Houston-based BPZ Energy filed its request in the US bankruptcy court for the Southern District of Texas on 9 March 2015.

The company, which explores primarily on-and offshore Peru, cited a number of reasons for the bankruptcy filing, including the lower oil price environment, which severely impacted its ability to find financing.

“Our efforts to negotiate additional financing to fund business activities and pursue identified strategic alternatives were further impeded when oil prices plummeted and production growth faltered, creating additional obstacles to our restructuring efforts,” said BPZ Energy President and CEO Manolo Zuniga, this week when the company announced its decision.

In November, BPZ Energy reported in its 3Q 2014 results that it had sustained a net loss of $51.4 million over the first nine months of the year. During the same time period the year prior saw a net loss of $47.7 million. In 2012, (for the nine-month period ending 30 September) BPZ Energy reported a net loss of $52.9 million. However, that year saw both the farm-out on the Z-1 block, which affected sales volumes, as well as increased geological, geophysical and engineering expenses.

In the company’s reserves report in February 2015, it said: “While estimates reflect rising oil prices throughout the year, given the current low commodity price environment we are executing in a number of areas to manage our cash expenditures,” Zuniga said. “This includes further reducing administrative costs, reducing operating costs with our partner, reaching out to the Peruvian oil and gas authorities for discussions on extensions for work commitments, assessing the appropriate capital budget for our portfolio of assets, and working with our advisors on financing alternatives."

Despite the oil price, BPZ Energy celebrated the spud of a new well at the Albacora development, offshore Peru, in January. The Z-1 block, which includes the Albacora field, is also home to BPZ Energy’s Corvina field, which is producing through the CX-11 and CX-15 platforms. The CX-15 is a self-installing buoyant tower solution developed by GMC Ltd. and subcontractor Horton Wison Deepwater.

The CX-15 development saw many delays before startup that were attributed to both weather and sea conditions, as well as what Zuniga cited at the time as “the usual learning curve on starting up a new platform.”

The Z-1 block covers 739,205 gross acres in Peru’s Tumbes Basin. The area is a difficult one to develop because it is known as an active earthquake location on the Pacific Ring of Fire, said Clyde Crochet, a project manager for GMC Inc., in December 2013 article for OE. Other challenges included cost due to site distance from established fabrication and marine infrastructures.

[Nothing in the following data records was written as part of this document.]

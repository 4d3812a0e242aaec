//! Pipeline progress logging.
//!
//! Log entries are written to stderr so that stdout only carries command
//! results. A global [`Logger`] can be silenced with [`set_quiet`].

use once_cell::sync::Lazy;
use std::io::Write;
use std::sync::atomic::{AtomicBool, Ordering};

/// Log level
#[derive(Debug, Clone, Copy, PartialEq, Eq)]
pub enum LogLevel {
    Info,
    Success,
    Warning,
}

/// A single log entry
#[derive(Debug, Clone)]
pub struct LogEntry {
    pub level: LogLevel,
    pub message: String,
    /// Nesting level for sub-steps
    pub indent: u8,
}

impl LogEntry {
    pub fn info(message: impl Into<String>) -> Self {
        Self { level: LogLevel::Info, message: message.into(), indent: 0 }
    }

    pub fn success(message: impl Into<String>) -> Self {
        Self { level: LogLevel::Success, message: message.into(), indent: 0 }
    }

    pub fn warning(message: impl Into<String>) -> Self {
        Self { level: LogLevel::Warning, message: message.into(), indent: 0 }
    }

    pub fn with_indent(mut self, indent: u8) -> Self {
        self.indent = indent;
        self
    }

    /// Render as one output line.
    pub fn render(&self) -> String {
        let prefix = match self.level {
            LogLevel::Info => "   ",
            LogLevel::Success => "   ✓",
            LogLevel::Warning => "   ⚠️",
        };
        let indent = "   ".repeat(self.indent as usize);
        format!("{}{} {}", indent, prefix, self.message)
    }
}

/// Global logger
pub static LOGGER: Lazy<Logger> = Lazy::new(Logger::new);

/// Writes log entries to stderr
pub struct Logger {
    quiet: AtomicBool,
}

impl Logger {
    pub fn new() -> Self {
        Self { quiet: AtomicBool::new(false) }
    }

    /// Whether an entry passes the quiet filter. Warnings always do.
    pub fn enabled(&self, level: LogLevel) -> bool {
        !self.quiet.load(Ordering::Relaxed) || level == LogLevel::Warning
    }

    pub fn log(&self, entry: LogEntry) {
        if !self.enabled(entry.level) {
            return;
        }
        let _ = writeln!(std::io::stderr().lock(), "{}", entry.render());
    }

    pub fn set_quiet(&self, quiet: bool) {
        self.quiet.store(quiet, Ordering::Relaxed);
    }
}

impl Default for Logger {
    fn default() -> Self {
        Self::new()
    }
}

/// Silence info and success entries.
pub fn set_quiet(quiet: bool) {
    LOGGER.set_quiet(quiet);
}

pub fn log_info(msg: impl Into<String>) {
    LOGGER.log(LogEntry::info(msg));
}

pub fn log_success(msg: impl Into<String>) {
    LOGGER.log(LogEntry::success(msg));
}

pub fn log_warning(msg: impl Into<String>) {
    LOGGER.log(LogEntry::warning(msg));
}

pub fn log_info_indent(msg: impl Into<String>, indent: u8) {
    LOGGER.log(LogEntry::info(msg).with_indent(indent));
}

BPZ Energy President and CEO Manolo Zuniga

BPZ Energy acquired 100% interest and operatorship in block Z-1 in 2005. In 2012, it sold 49% stake in the block to Canada’s Pacific Rubiales Energy, who recently dispelled rumors about its own debt obligations back in January. The Canadian-based, Latin American-focused explorer said it plans to reduce its capex by $200-$400 million to match expected cash flow.

Matthew Jurecky, GlobalData’s head of oil and gas research and consulting, wrote for OE in February that this new lowered oil price period will continue to add more stress to companies struggling with debt.

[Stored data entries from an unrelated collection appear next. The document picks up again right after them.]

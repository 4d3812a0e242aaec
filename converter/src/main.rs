//! Quizbank CLI - convert quiz question spreadsheets to JSON
//!
//! ```bash
//! quizbank convert bank.xlsx -o questions.json   # Convert a sheet
//! quizbank convert --config quizbank.json        # Paths from a config file
//! quizbank inspect bank.xlsx                     # Show columns and 3 rows
//! ```

use clap::{Parser, Subcommand};
use quizbank::{convert, inspect, logs, ConfigLayer, DEFAULT_SAMPLE_ROWS};
use std::path::{Path, PathBuf};

#[derive(Parser)]
#[command(name = "quizbank")]
#[command(about = "Convert quiz question spreadsheets to JSON", long_about = None)]
struct Cli {
    /// JSON config file with input_path / output_path / sheet
    #[arg(short, long, global = true)]
    config: Option<PathBuf>,

    /// Only print warnings and errors
    #[arg(short, long, global = true)]
    quiet: bool,

    #[command(subcommand)]
    command: Commands,
}

#[derive(Subcommand)]
enum Commands {
    /// Convert a question sheet to a JSON array
    Convert {
        /// Input workbook or CSV file
        input: Option<PathBuf>,

        /// Output JSON file
        #[arg(short, long)]
        output: Option<PathBuf>,

        /// Worksheet name (default: first sheet)
        #[arg(short, long)]
        sheet: Option<String>,
    },

    /// Print column names and the first rows of a sheet
    Inspect {
        /// Input workbook or CSV file
        input: Option<PathBuf>,

        /// Worksheet name (default: first sheet)
        #[arg(short, long)]
        sheet: Option<String>,

        /// Number of rows to show
        #[arg(short = 'n', long, default_value_t = DEFAULT_SAMPLE_ROWS)]
        rows: usize,
    },
}

fn main() {
    let cli = Cli::parse();
    logs::set_quiet(cli.quiet);

    let result = match cli.command {
        Commands::Convert { input, output, sheet } => {
            let args = ConfigLayer {
                input_path: input,
                output_path: output,
                sheet,
            };
            cmd_convert(args, cli.config.as_deref())
        }
        Commands::Inspect { input, sheet, rows } => {
            let args = ConfigLayer {
                input_path: input,
                output_path: None,
                sheet,
            };
            cmd_inspect(args, cli.config.as_deref(), rows)
        }
    };

    if let Err(e) = result {
        println!("Error: {}", e);
        std::process::exit(1);
    }
}

/// Merge CLI arguments over environment over config file.
fn resolve(args: ConfigLayer, config: Option<&Path>) -> Result<ConfigLayer, Box<dyn std::error::Error>> {
    let file = match config {
        Some(path) => ConfigLayer::from_file(path)?,
        None => ConfigLayer::default(),
    };
    Ok(args.or(ConfigLayer::from_env()).or(file))
}

fn cmd_convert(args: ConfigLayer, config: Option<&Path>) -> Result<(), Box<dyn std::error::Error>> {
    let config = resolve(args, config)?.build()?;
    let summary = convert(&config)?;

    println!(
        "Successfully converted {} questions to {}",
        summary.count,
        summary.output_path.display()
    );
    Ok(())
}

fn cmd_inspect(args: ConfigLayer, config: Option<&Path>, rows: usize) -> Result<(), Box<dyn std::error::Error>> {
    let layer = resolve(args, config)?;
    let input = layer.require_input()?;
    let inspection = inspect(&input, layer.sheet.as_deref(), rows)?;

    println!("Sheet: {} ({} rows)", inspection.sheet, inspection.row_count);
    println!("Columns: {:?}", inspection.columns);
    println!("First {} rows:", rows.min(inspection.row_count));
    println!("{}", serde_json::to_string_pretty(&inspection.sample)?);
    Ok(())
}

“Those with financial obligations greater than cash flows from operations and especially those who’ve depended on debt for growth will become increasingly distressed,” Jurecky said. “The more prolonged the period of low oil prices, the more exposed companies will be.”

BPZ Energy isn’t the only one feeling the effects of the industry’s latest down turn. Houston-headquartered marine contractor Cal Dive International and its US-based subsidiaries filed simultaneous bankruptcy petitions in a Delaware court on 3 March 2015.

Cal Dive's Chairman, President and CEO Quinn Hebert attributed the need to file for bankruptcy protection to several adverse events in 2014 beyond the company’s control, including the suspension of two large projects, weather disruptions and even delays caused by other contractors.

"With our current capital structure, we are no longer able to financially withstand the industry downturn,” he said in early March. “Because these contracts contain milestone billing provisions, these delays and suspensions impeded our ability to invoice and collect payment for work performed, significantly impairing our liquidity which had already been reduced by declining industry conditions over the past several years.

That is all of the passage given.